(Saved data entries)
--- --- ---

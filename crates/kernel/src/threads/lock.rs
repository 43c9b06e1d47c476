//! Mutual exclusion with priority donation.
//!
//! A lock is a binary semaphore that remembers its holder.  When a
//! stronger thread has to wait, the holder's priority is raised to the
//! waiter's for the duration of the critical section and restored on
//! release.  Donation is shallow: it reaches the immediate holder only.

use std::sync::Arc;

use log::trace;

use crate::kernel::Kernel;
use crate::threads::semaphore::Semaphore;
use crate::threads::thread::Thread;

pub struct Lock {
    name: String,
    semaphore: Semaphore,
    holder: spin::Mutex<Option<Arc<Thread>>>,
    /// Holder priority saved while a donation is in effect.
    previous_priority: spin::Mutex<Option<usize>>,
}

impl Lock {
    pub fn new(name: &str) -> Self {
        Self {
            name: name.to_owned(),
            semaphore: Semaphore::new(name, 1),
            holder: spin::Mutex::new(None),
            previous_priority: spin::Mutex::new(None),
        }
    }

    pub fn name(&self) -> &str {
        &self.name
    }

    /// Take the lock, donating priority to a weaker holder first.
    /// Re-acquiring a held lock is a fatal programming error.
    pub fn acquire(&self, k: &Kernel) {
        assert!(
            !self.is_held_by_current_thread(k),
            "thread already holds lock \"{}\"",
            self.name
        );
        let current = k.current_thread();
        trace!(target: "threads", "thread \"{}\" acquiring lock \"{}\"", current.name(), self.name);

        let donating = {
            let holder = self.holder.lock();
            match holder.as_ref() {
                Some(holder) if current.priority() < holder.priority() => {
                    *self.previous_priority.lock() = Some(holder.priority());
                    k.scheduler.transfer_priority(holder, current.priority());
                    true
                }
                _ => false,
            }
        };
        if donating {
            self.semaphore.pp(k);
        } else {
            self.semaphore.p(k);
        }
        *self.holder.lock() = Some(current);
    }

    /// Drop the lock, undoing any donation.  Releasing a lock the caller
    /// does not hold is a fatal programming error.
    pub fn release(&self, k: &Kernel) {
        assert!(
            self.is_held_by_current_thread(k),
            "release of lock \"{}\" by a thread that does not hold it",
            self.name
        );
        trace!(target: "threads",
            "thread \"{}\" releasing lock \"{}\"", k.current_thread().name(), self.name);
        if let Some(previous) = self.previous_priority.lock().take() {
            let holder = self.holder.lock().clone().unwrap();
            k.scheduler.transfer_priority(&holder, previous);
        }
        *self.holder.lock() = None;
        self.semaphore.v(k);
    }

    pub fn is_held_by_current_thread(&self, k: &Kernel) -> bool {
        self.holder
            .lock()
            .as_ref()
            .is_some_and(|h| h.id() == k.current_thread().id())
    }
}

--- --- ---

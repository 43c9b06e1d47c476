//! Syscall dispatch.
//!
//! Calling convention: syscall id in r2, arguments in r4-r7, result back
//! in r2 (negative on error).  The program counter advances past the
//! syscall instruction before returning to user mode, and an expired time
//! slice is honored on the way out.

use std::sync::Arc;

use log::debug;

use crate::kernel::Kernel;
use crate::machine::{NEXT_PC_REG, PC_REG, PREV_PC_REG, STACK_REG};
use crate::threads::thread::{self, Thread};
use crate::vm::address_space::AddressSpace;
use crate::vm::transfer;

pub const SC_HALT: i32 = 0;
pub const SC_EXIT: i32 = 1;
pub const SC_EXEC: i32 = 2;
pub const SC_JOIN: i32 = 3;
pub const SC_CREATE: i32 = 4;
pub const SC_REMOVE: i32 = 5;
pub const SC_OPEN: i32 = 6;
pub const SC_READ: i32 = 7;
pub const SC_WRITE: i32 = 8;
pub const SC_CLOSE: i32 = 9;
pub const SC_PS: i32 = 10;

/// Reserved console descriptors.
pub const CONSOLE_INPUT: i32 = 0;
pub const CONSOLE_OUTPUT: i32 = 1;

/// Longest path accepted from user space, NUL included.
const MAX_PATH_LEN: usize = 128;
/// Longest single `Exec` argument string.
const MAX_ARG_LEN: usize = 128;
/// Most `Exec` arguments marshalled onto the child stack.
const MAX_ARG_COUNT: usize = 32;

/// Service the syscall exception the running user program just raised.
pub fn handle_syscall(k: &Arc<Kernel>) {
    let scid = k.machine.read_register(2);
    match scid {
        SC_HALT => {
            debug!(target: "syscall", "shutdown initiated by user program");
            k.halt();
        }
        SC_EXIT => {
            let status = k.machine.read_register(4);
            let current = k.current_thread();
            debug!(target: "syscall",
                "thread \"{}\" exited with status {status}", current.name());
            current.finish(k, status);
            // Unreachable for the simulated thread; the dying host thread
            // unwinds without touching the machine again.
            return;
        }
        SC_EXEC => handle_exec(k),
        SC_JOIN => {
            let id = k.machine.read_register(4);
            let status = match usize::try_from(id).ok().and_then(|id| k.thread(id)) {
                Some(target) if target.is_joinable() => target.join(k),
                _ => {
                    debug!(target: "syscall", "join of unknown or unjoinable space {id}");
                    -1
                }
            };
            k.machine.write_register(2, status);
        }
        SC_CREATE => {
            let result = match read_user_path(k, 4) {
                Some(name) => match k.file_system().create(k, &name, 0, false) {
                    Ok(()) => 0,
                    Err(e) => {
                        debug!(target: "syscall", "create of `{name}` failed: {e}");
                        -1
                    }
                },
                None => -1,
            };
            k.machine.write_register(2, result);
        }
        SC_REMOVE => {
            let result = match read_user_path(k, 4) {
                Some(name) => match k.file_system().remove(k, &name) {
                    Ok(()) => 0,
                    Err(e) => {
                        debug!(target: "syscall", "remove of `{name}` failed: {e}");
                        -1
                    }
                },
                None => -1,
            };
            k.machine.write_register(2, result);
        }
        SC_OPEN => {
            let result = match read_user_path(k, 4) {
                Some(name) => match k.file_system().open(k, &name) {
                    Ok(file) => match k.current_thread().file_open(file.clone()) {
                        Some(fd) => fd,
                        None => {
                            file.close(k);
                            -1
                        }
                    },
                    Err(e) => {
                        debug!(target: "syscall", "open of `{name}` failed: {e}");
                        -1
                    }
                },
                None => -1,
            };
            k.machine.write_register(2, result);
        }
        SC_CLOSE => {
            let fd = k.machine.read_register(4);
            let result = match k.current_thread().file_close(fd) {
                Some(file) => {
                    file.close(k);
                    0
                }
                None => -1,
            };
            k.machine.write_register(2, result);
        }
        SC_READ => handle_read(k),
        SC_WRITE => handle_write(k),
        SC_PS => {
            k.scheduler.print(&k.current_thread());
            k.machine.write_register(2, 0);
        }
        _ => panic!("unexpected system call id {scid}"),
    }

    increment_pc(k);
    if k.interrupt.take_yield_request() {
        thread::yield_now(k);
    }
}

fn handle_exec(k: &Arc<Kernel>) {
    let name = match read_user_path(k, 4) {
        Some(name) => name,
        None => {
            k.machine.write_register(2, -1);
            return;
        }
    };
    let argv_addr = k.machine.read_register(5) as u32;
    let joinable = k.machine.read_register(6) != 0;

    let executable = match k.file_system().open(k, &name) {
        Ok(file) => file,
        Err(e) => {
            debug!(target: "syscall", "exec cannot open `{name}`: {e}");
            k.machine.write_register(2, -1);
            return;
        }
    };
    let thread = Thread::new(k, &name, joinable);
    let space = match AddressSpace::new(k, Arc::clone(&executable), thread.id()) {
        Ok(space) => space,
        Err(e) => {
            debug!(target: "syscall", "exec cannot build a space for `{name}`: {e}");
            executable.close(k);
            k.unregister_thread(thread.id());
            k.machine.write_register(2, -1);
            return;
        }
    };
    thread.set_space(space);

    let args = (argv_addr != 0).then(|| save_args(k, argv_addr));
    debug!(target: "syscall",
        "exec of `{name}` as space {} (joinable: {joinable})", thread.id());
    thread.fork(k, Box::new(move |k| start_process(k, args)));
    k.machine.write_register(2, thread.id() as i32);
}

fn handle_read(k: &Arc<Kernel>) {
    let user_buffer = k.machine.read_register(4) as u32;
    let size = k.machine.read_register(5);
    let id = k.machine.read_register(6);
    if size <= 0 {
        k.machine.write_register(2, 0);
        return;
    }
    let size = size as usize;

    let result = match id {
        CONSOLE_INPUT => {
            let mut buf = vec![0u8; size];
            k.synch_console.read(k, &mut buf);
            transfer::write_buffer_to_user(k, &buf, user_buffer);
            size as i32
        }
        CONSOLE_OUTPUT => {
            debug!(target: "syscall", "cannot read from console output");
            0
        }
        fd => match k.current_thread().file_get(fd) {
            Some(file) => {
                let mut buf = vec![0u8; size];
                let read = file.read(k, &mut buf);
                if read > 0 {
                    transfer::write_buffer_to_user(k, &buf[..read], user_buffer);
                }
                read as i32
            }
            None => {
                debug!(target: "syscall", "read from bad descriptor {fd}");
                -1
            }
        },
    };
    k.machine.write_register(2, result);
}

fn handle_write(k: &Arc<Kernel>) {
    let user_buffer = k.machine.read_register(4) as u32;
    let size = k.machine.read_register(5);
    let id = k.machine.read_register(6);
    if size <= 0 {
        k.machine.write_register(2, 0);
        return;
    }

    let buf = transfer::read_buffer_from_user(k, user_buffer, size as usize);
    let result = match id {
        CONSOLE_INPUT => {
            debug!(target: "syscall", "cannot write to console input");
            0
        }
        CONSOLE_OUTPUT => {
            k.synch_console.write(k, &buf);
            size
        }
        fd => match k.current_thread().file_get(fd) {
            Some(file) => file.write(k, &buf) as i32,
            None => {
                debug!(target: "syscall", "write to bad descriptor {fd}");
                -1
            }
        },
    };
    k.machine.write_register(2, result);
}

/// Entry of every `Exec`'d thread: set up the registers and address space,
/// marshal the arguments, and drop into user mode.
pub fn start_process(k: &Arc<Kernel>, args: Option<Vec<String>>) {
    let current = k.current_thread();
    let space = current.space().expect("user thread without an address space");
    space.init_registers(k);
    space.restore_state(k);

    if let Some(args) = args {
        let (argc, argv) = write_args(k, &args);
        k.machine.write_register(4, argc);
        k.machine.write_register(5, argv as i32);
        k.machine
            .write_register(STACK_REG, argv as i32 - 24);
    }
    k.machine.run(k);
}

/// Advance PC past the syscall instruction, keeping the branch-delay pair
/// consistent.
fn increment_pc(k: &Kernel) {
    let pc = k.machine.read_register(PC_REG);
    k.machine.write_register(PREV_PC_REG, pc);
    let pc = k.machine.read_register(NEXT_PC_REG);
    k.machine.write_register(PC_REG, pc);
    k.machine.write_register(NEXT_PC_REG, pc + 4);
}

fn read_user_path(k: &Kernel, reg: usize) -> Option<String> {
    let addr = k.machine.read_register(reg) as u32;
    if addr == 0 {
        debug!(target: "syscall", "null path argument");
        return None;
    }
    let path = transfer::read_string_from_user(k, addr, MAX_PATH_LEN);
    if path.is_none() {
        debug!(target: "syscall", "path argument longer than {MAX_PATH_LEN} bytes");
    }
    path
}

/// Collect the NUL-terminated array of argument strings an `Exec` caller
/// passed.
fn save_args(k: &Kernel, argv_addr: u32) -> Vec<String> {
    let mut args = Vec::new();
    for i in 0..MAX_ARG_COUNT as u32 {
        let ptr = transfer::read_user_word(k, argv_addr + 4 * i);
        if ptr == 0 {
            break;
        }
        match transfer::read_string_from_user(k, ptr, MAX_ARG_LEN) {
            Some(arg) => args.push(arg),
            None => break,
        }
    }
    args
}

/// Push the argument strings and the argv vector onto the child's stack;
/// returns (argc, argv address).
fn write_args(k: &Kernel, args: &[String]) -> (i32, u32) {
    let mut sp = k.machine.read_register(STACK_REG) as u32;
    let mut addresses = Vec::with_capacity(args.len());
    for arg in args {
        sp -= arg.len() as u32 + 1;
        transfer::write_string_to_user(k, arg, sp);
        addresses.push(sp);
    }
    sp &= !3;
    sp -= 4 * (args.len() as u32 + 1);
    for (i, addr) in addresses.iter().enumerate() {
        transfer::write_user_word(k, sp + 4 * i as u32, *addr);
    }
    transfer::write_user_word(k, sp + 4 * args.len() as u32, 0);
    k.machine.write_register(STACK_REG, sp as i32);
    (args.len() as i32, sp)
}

--- --- ---

# WHAT YOU WILL DO
Find "the way out." in the entries above and copy that whole line exactly, then each line after it through the line that contains "pub const CONSOLE_INPUT: i32 = 0;".

# RESULT
//! slice is honored on the way out.

use std::sync::Arc;

use log::debug;

use crate::kernel::Kernel;
use crate::machine::{NEXT_PC_REG, PC_REG, PREV_PC_REG, STACK_REG};
use crate::threads::thread::{self, Thread};
use crate::vm::address_space::AddressSpace;
use crate::vm::transfer;

pub const SC_HALT: i32 = 0;
pub const SC_EXIT: i32 = 1;
pub const SC_EXEC: i32 = 2;
pub const SC_JOIN: i32 = 3;
pub const SC_CREATE: i32 = 4;
pub const SC_REMOVE: i32 = 5;
pub const SC_OPEN: i32 = 6;
pub const SC_READ: i32 = 7;
pub const SC_WRITE: i32 = 8;
pub const SC_CLOSE: i32 = 9;
pub const SC_PS: i32 = 10;

/// Reserved console descriptors.
pub const CONSOLE_INPUT: i32 = 0;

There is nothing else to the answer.